**TASK OBJECTIVE**.
Return every line of the data below that includes the string "ToolHandlers".

--- SOURCE RECORDS Enclosed Below ---

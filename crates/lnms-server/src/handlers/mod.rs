//! Tool handlers, one module per LibreNMS API area
//!
//! Each handler owns a shared API client and exposes one async method
//! per tool. The router dispatches to them by tool name; the HTTP
//! transport reuses the same handlers for its JSON-RPC surface.

mod alerts;
mod bills;
mod devices;
mod health;
mod inventory;
mod locations;
mod logs;
mod network;
mod pollers;
mod ports;
mod services;
mod system;

pub use alerts::AlertsHandler;
pub use bills::BillsHandler;
pub use devices::DevicesHandler;
pub use health::HealthHandler;
pub use inventory::InventoryHandler;
pub use locations::LocationsHandler;
pub use logs::LogsHandler;
pub use network::NetworkHandler;
pub use pollers::PollersHandler;
pub use ports::PortsHandler;
pub use services::ServicesHandler;
pub use system::SystemHandler;

use lnms_infrastructure::LibreNmsClient;
use rmcp::ErrorData as McpError;
use std::sync::Arc;
use validator::Validate;

/// Run validator checks on tool arguments
pub(crate) fn check_args(args: &impl Validate) -> Result<(), McpError> {
    args.validate()
        .map_err(|e| McpError::invalid_params(e.to_string(), None))
}

/// All tool handlers over one shared API client
#[derive(Clone)]
pub struct ToolHandlers {
    pub alerts: AlertsHandler,
    pub bills: BillsHandler,
    pub devices: DevicesHandler,
    pub health: HealthHandler,
    pub inventory: InventoryHandler,
    pub locations: LocationsHandler,
    pub logs: LogsHandler,
    pub network: NetworkHandler,
    pub pollers: PollersHandler,
    pub ports: PortsHandler,
    pub services: ServicesHandler,
    pub system: SystemHandler,
}

impl ToolHandlers {
    pub fn new(client: Arc<LibreNmsClient>) -> Self {
        Self {
            alerts: AlertsHandler::new(client.clone()),
            bills: BillsHandler::new(client.clone()),
            devices: DevicesHandler::new(client.clone()),
            health: HealthHandler::new(client.clone()),
            inventory: InventoryHandler::new(client.clone()),
            locations: LocationsHandler::new(client.clone()),
            logs: LogsHandler::new(client.clone()),
            network: NetworkHandler::new(client.clone()),
            pollers: PollersHandler::new(client.clone()),
            ports: PortsHandler::new(client.clone()),
            services: ServicesHandler::new(client.clone()),
            system: SystemHandler::new(client),
        }
    }
}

--- End of Enclosed SOURCE RECORDS ---

**SOLVED PROBLEM**.
pub struct ToolHandlers {
impl ToolHandlers {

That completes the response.